use tracing::{info, warn};

use isx_stream_types::FrameStats;

use crate::frame::FrameMetadata;

/// Tracks frame counters across frames to report skipped frames and
/// recording state changes.
#[derive(Debug, Default)]
pub struct FrameStatsTracker {
    prev_seq_id: Option<u32>,
    prev_record: Option<bool>,
}

impl FrameStatsTracker {
    pub fn new() -> Self {
        Self::default()
    }

    pub fn update(&mut self, meta: &FrameMetadata) -> FrameStats {
        let seq_id = meta.seq_id;
        let missing_frames_range = match self.prev_seq_id {
            Some(prev) if seq_id > prev.saturating_add(1) => Some((prev + 1, seq_id - 1)),
            Some(prev) if seq_id <= prev => {
                warn!("frame counter went from {prev} to {seq_id}, assuming restart");
                None
            }
            _ => None,
        };
        self.prev_seq_id = Some(seq_id);

        if self.prev_record != Some(meta.isxd_record) {
            if meta.isxd_record {
                info!("recording started at frame #{seq_id}");
            } else if self.prev_record.is_some() {
                info!("recording stopped at frame #{seq_id}");
            }
            self.prev_record = Some(meta.isxd_record);
        }

        FrameStats {
            seq_id,
            missing_frames_range,
            isxd_record: meta.isxd_record,
        }
    }
}

#[cfg(test)]
mod tests {
    use super::*;

    fn meta(seq_id: u32) -> FrameMetadata {
        FrameMetadata {
            seq_id,
            isxd_record: true,
        }
    }

    #[test]
    fn reports_missing_ranges() {
        let mut tracker = FrameStatsTracker::new();
        assert_eq!(tracker.update(&meta(2)).missing_frames_range, None);
        assert_eq!(tracker.update(&meta(3)).missing_frames_range, None);
        let stats = tracker.update(&meta(6));
        assert_eq!(stats.missing_frames_range, Some((4, 5)));
        assert_eq!(stats.seq_id, 6);
        assert!(stats.isxd_record);
    }

    #[test]
    fn counter_restart_is_not_a_gap() {
        let mut tracker = FrameStatsTracker::new();
        tracker.update(&meta(100));
        assert_eq!(tracker.update(&meta(1)).missing_frames_range, None);
        assert_eq!(tracker.update(&meta(4)).missing_frames_range, Some((2, 3)));
    }

    #[test]
    fn first_frame_zero() {
        let mut tracker = FrameStatsTracker::new();
        assert_eq!(tracker.update(&meta(0)).missing_frames_range, None);
        assert_eq!(tracker.update(&meta(2)).missing_frames_range, Some((1, 1)));
    }
}
use std::io::Write;

use bytes::BytesMut;
use memmap2::Mmap;
use sentinel_httpd::http::response::{Body, EMPTY_PAGE, Response, StatusCode};
use sentinel_httpd::http::writer::{Flush, ResponseWriter, WRITE_BUF_SIZE, serialize_head};

fn head_of(resp: &Response) -> String {
    let mut buf = BytesMut::new();
    serialize_head(resp, &mut buf);
    String::from_utf8(buf.to_vec()).unwrap()
}

fn map_bytes(data: &[u8]) -> (tempfile::NamedTempFile, Mmap) {
    let mut file = tempfile::NamedTempFile::new().unwrap();
    file.write_all(data).unwrap();
    file.flush().unwrap();
    let map = unsafe { Mmap::map(file.as_file()).unwrap() };
    (file, map)
}

#[test]
fn test_status_code_as_u16() {
    assert_eq!(StatusCode::Ok.as_u16(), 200);
    assert_eq!(StatusCode::BadRequest.as_u16(), 400);
    assert_eq!(StatusCode::Forbidden.as_u16(), 403);
    assert_eq!(StatusCode::NotFound.as_u16(), 404);
    assert_eq!(StatusCode::InternalServerError.as_u16(), 500);
}

#[test]
fn test_status_code_reason_phrase() {
    assert_eq!(StatusCode::Ok.reason_phrase(), "OK");
    assert_eq!(StatusCode::BadRequest.reason_phrase(), "Bad Request");
    assert_eq!(StatusCode::Forbidden.reason_phrase(), "Forbidden");
    assert_eq!(StatusCode::NotFound.reason_phrase(), "Not Found");
    assert_eq!(StatusCode::InternalServerError.reason_phrase(), "Internal Error");
}

#[test]
fn test_status_code_is_success() {
    assert!(StatusCode::Ok.is_success());
    assert!(!StatusCode::NotFound.is_success());
}

#[test]
fn test_error_response_closes_and_carries_canned_body() {
    let resp = Response::error(StatusCode::NotFound);

    assert!(!resp.keep_alive);
    assert_eq!(resp.content_type, None);
    assert_eq!(
        resp.body.as_bytes(),
        b"The requested file was not found on this server.\n"
    );
    assert_eq!(resp.content_length(), resp.body.len());
}

#[test]
fn test_error_head_format() {
    let resp = Response::error(StatusCode::BadRequest);
    let head = head_of(&resp);

    assert_eq!(
        head,
        format!(
            "HTTP/1.1 400 Bad Request\r\nContent-Length: {}\r\nConnection: close\r\n\r\n",
            StatusCode::BadRequest.canned_body().len()
        )
    );
}

#[test]
fn test_head_is_appended_to_the_write_buffer() {
    let mut buf = BytesMut::with_capacity(WRITE_BUF_SIZE);
    buf.extend_from_slice(b"prefix|");
    let start = buf.as_ptr();

    serialize_head(&Response::error(StatusCode::NotFound), &mut buf);

    assert_eq!(buf.as_ptr(), start);
    assert!(buf.starts_with(b"prefix|HTTP/1.1 404 Not Found\r\n"));
    assert!(buf.ends_with(b"Connection: close\r\n\r\n"));
}

#[test]
fn test_empty_page_head_keeps_alive() {
    let resp = Response::empty_page(true);
    let head = head_of(&resp);

    assert!(head.starts_with("HTTP/1.1 200 OK\r\n"));
    assert!(head.contains(&format!("Content-Length: {}\r\n", EMPTY_PAGE.len())));
    assert!(head.contains("Content-Type: text/html\r\n"));
    assert!(head.contains("Connection: keep-alive\r\n"));
    assert!(head.ends_with("\r\n\r\n"));
}

#[test]
fn test_canned_body_travels_in_one_segment() {
    let mut writer = ResponseWriter::new(Response::error(StatusCode::Forbidden));
    let mut out = Vec::new();

    assert_eq!(writer.segments(), 1);
    assert_eq!(writer.write_to(&mut out).unwrap(), Flush::Done);
    assert!(writer.is_done());

    let text = String::from_utf8(out).unwrap();
    assert!(text.starts_with("HTTP/1.1 403 Forbidden\r\n"));
    assert!(text.ends_with(StatusCode::Forbidden.canned_body()));
}

#[test]
fn test_mapped_file_is_written_after_the_head() {
    let content = b"<h1>hello</h1>";
    let (_file, map) = map_bytes(content);
    let resp = Response::file(map, "text/html", false);
    assert!(matches!(resp.body, Body::Mapped(_)));

    let mut writer = ResponseWriter::new(resp);
    assert_eq!(writer.segments(), 2);

    let mut out = Vec::new();
    assert_eq!(writer.write_to(&mut out).unwrap(), Flush::Done);
    assert_eq!(writer.written(), out.len());

    let text = String::from_utf8(out).unwrap();
    let (head, body) = text.split_once("\r\n\r\n").unwrap();
    assert!(head.contains(&format!("Content-Length: {}", content.len())));
    assert!(head.contains("Content-Type: text/html"));
    assert!(head.contains("Connection: close"));
    assert_eq!(body.as_bytes(), content);
}

#[test]
fn test_write_zero_is_an_error() {
    struct Closed;
    impl Write for Closed {
        fn write(&mut self, _buf: &[u8]) -> std::io::Result<usize> {
            Ok(0)
        }
        fn flush(&mut self) -> std::io::Result<()> {
            Ok(())
        }
    }

    let mut writer = ResponseWriter::new(Response::error(StatusCode::NotFound));
    let err = writer.write_to(&mut Closed).unwrap_err();
    assert_eq!(err.kind(), std::io::ErrorKind::WriteZero);
}
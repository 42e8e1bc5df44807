/// HTTP request methods.
///
/// All of these are recognized on the request line, but the static file core
/// only serves `GET`; anything else is answered with 400 Bad Request.
#[derive(Debug, Clone, Copy, PartialEq, Eq)]
pub enum Method {
    /// GET - Retrieve a resource
    GET,
    /// POST - Create or submit data
    POST,
    /// PUT - Replace a resource
    PUT,
    /// DELETE - Delete a resource
    DELETE,
    /// HEAD - Like GET but without the response body
    HEAD,
    /// OPTIONS - Describe communication options
    OPTIONS,
    /// PATCH - Partial modification of a resource
    PATCH,
}

impl Method {
    /// Parses an HTTP method, ignoring ASCII case.
    ///
    /// # Example
    ///
    /// ```
    /// # use sentinel_httpd::http::request::Method;
    /// assert_eq!(Method::parse("GET"), Some(Method::GET));
    /// assert_eq!(Method::parse("get"), Some(Method::GET));
    /// assert_eq!(Method::parse("BREW"), None);
    /// ```
    pub fn parse(s: &str) -> Option<Self> {
        const METHODS: [(&str, Method); 7] = [
            ("GET", Method::GET),
            ("POST", Method::POST),
            ("PUT", Method::PUT),
            ("DELETE", Method::DELETE),
            ("HEAD", Method::HEAD),
            ("OPTIONS", Method::OPTIONS),
            ("PATCH", Method::PATCH),
        ];
        METHODS
            .iter()
            .find(|(name, _)| name.eq_ignore_ascii_case(s))
            .map(|(_, m)| *m)
    }

    pub fn as_str(&self) -> &'static str {
        match self {
            Method::GET => "GET",
            Method::POST => "POST",
            Method::PUT => "PUT",
            Method::DELETE => "DELETE",
            Method::HEAD => "HEAD",
            Method::OPTIONS => "OPTIONS",
            Method::PATCH => "PATCH",
        }
    }
}

/// A parsed request head.
///
/// Only the headers the server acts on are kept: `Host` for logging,
/// `Content-Length` to know where the request ends, and `Connection` to
/// decide whether the socket is reused.
#[derive(Debug, Clone, PartialEq, Eq)]
pub struct Request {
    /// Always `GET` once parsing succeeded.
    pub method: Method,
    /// Normalized, percent-decoded path beginning with `/`.
    pub path: String,
    /// Protocol version as sent (`HTTP/1.1`).
    pub version: String,
    /// Value of the `Host` header, if any.
    pub host: Option<String>,
    /// Declared body length; 0 when absent.
    pub content_length: usize,
    /// True only for an explicit `Connection: keep-alive`.
    pub keep_alive: bool,
}

impl Request {
    pub(crate) fn new(method: Method, path: String, version: String) -> Self {
        Self {
            method,
            path,
            version,
            host: None,
            content_length: 0,
            keep_alive: false,
        }
    }
}
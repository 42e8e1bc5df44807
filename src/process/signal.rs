//! Signal unification through a self-pipe.
//!
//! The OS-level handler does one thing: `send` the signal number as a single
//! byte into a socket pair. The read end is registered with the process's
//! reactor, so signals show up as ordinary readable events and all real
//! handling (reaping, stopping) runs in the event loop, in order with
//! everything else.

use std::io::{self, Read};
use std::os::fd::{AsRawFd, RawFd};
use std::os::unix::net::UnixStream;

use libc::c_int;
use signal_hook::SigId;

pub struct SignalPipe {
    reader: UnixStream,
    writer: UnixStream,
    handlers: Vec<SigId>,
}

impl SignalPipe {
    /// Creates the pipe and routes each of `signals` into it.
    pub fn install(signals: &[c_int]) -> io::Result<Self> {
        let (reader, writer) = UnixStream::pair()?;
        reader.set_nonblocking(true)?;
        writer.set_nonblocking(true)?;

        let mut pipe = Self {
            reader,
            writer,
            handlers: Vec::with_capacity(signals.len()),
        };
        let fd = pipe.writer.as_raw_fd();
        for &signal in signals {
            // SAFETY: the action only calls async-signal-safe functions
            // (`send` and errno access) and captures plain integers.
            let id = unsafe { signal_hook::low_level::register(signal, move || notify(fd, signal)) }?;
            pipe.handlers.push(id);
        }
        Ok(pipe)
    }

    /// Descriptor to register for readability.
    pub fn fd(&self) -> RawFd {
        self.reader.as_raw_fd()
    }

    /// Reads every pending signal byte, oldest first.
    pub fn drain(&mut self) -> io::Result<Vec<c_int>> {
        let mut signals = Vec::new();
        let mut buf = [0u8; 64];
        loop {
            match self.reader.read(&mut buf) {
                Ok(0) => return Ok(signals),
                Ok(n) => signals.extend(buf[..n].iter().map(|&b| c_int::from(b))),
                Err(e) if e.kind() == io::ErrorKind::WouldBlock => return Ok(signals),
                Err(e) if e.kind() == io::ErrorKind::Interrupted => continue,
                Err(e) => return Err(e),
            }
        }
    }
}

impl Drop for SignalPipe {
    fn drop(&mut self) {
        for id in self.handlers.drain(..) {
            signal_hook::low_level::unregister(id);
        }
    }
}

/// Signal-context half of the pipe.
fn notify(fd: RawFd, signal: c_int) {
    let byte = signal as u8;
    unsafe {
        let errno = libc::__errno_location();
        let saved = *errno;
        libc::send(fd, (&byte as *const u8).cast(), 1, libc::MSG_DONTWAIT);
        *errno = saved;
    }
}
//! Bounded FIFO job queue.

use std::collections::VecDeque;
use std::sync::Mutex;

use crate::sync::{Semaphore, lock};

/// A capacity-bounded FIFO shared between one producer (the reactor thread)
/// and many consumers (the workers).
///
/// The mutex only guards the push/pop itself; the semaphore counts queued
/// items so idle consumers sleep instead of spinning on the lock.
#[derive(Debug)]
pub struct JobQueue<T> {
    items: Mutex<VecDeque<T>>,
    queued: Semaphore,
    capacity: usize,
}

impl<T> JobQueue<T> {
    pub fn new(capacity: usize) -> Self {
        Self {
            items: Mutex::new(VecDeque::with_capacity(capacity.min(1024))),
            queued: Semaphore::new(0),
            capacity,
        }
    }

    /// Appends an item at the back.
    ///
    /// Fails immediately when the queue is full, handing the item back and
    /// leaving the queue untouched.
    pub fn push(&self, item: T) -> Result<(), T> {
        {
            let mut items = lock(&self.items);
            if items.len() >= self.capacity {
                return Err(item);
            }
            items.push_back(item);
        }
        self.queued.post();
        Ok(())
    }

    /// Removes the front item, blocking until there is one.
    pub fn pop(&self) -> T {
        loop {
            self.queued.wait();
            if let Some(item) = lock(&self.items).pop_front() {
                return item;
            }
        }
    }

    pub fn len(&self) -> usize {
        lock(&self.items).len()
    }

    pub fn is_empty(&self) -> bool {
        self.len() == 0
    }

    pub fn is_full(&self) -> bool {
        self.len() >= self.capacity
    }

    pub fn capacity(&self) -> usize {
        self.capacity
    }
}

----

To do: Determine how many lines in the records include the word "socket", and reply with that number alone.

Task solution: 2